[ASSIGNMENT]
The lines to be set down run from the line containing "use super::*;" through the final line of the data below; print them exactly and print nothing else.

[Extracted records]
//! Path validation and normalization helpers shared by the upload
//! pipeline (C5) and the tree mutator (C2).

use crate::error::{Result, ThicketError};

/// `parent_dir` must be an absolute POSIX path and must not contain a
/// doubled separator.
pub fn validate_parent_dir(parent_dir: &str) -> Result<()> {
    if !parent_dir.starts_with('/') {
        return Err(ThicketError::bad_request("parent_dir must start with '/'"));
    }
    if parent_dir.contains("//") {
        return Err(ThicketError::bad_request("parent_dir must not contain '//'"));
    }
    Ok(())
}

/// `relative_path` is optional; when present it must be a relative path
/// (no leading `/` or `\`).
pub fn validate_relative_path(relative_path: &str) -> Result<()> {
    if relative_path.starts_with('/') || relative_path.starts_with('\\') {
        return Err(ThicketError::bad_request(
            "relative_path must not start with '/' or '\\\\'",
        ));
    }
    Ok(())
}

/// Collapse doubled separators and strip a trailing slash (except for
/// the root itself), so two spellings of the same path compare equal.
pub fn canonicalize_path(path: &str) -> String {
    let collapsed: String = path
        .split('/')
        .filter(|segment| !segment.is_empty())
        .collect::<Vec<_>>()
        .join("/");
    format!("/{collapsed}")
}

pub fn posix_join(a: &str, b: &str) -> String {
    canonicalize_path(&format!("{a}/{b}"))
}

#[cfg(test)]
mod tests {
    use super::*;

    #[test]
    fn parent_dir_must_be_absolute() {
        assert!(validate_parent_dir("relative").is_err());
        assert!(validate_parent_dir("/ok").is_ok());
        assert!(validate_parent_dir("/a//b").is_err());
    }

    #[test]
    fn canonicalize_collapses_doubled_slashes() {
        assert_eq!(canonicalize_path("/a//b/"), "/a/b");
        assert_eq!(canonicalize_path("/"), "/");
        assert_eq!(canonicalize_path(""), "/");
    }

    #[test]
    fn join_normalizes_result() {
        assert_eq!(posix_join("/a/", "/b"), "/a/b");
    }
}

[FINISHED EXERCISE]
    use super::*;

    #[test]
    fn parent_dir_must_be_absolute() {
        assert!(validate_parent_dir("relative").is_err());
        assert!(validate_parent_dir("/ok").is_ok());
        assert!(validate_parent_dir("/a//b").is_err());
    }

    #[test]
    fn canonicalize_collapses_doubled_slashes() {
        assert_eq!(canonicalize_path("/a//b/"), "/a/b");
        assert_eq!(canonicalize_path("/"), "/");
        assert_eq!(canonicalize_path(""), "/");
    }

    #[test]
    fn join_normalizes_result() {
        assert_eq!(posix_join("/a/", "/b"), "/a/b");
    }
}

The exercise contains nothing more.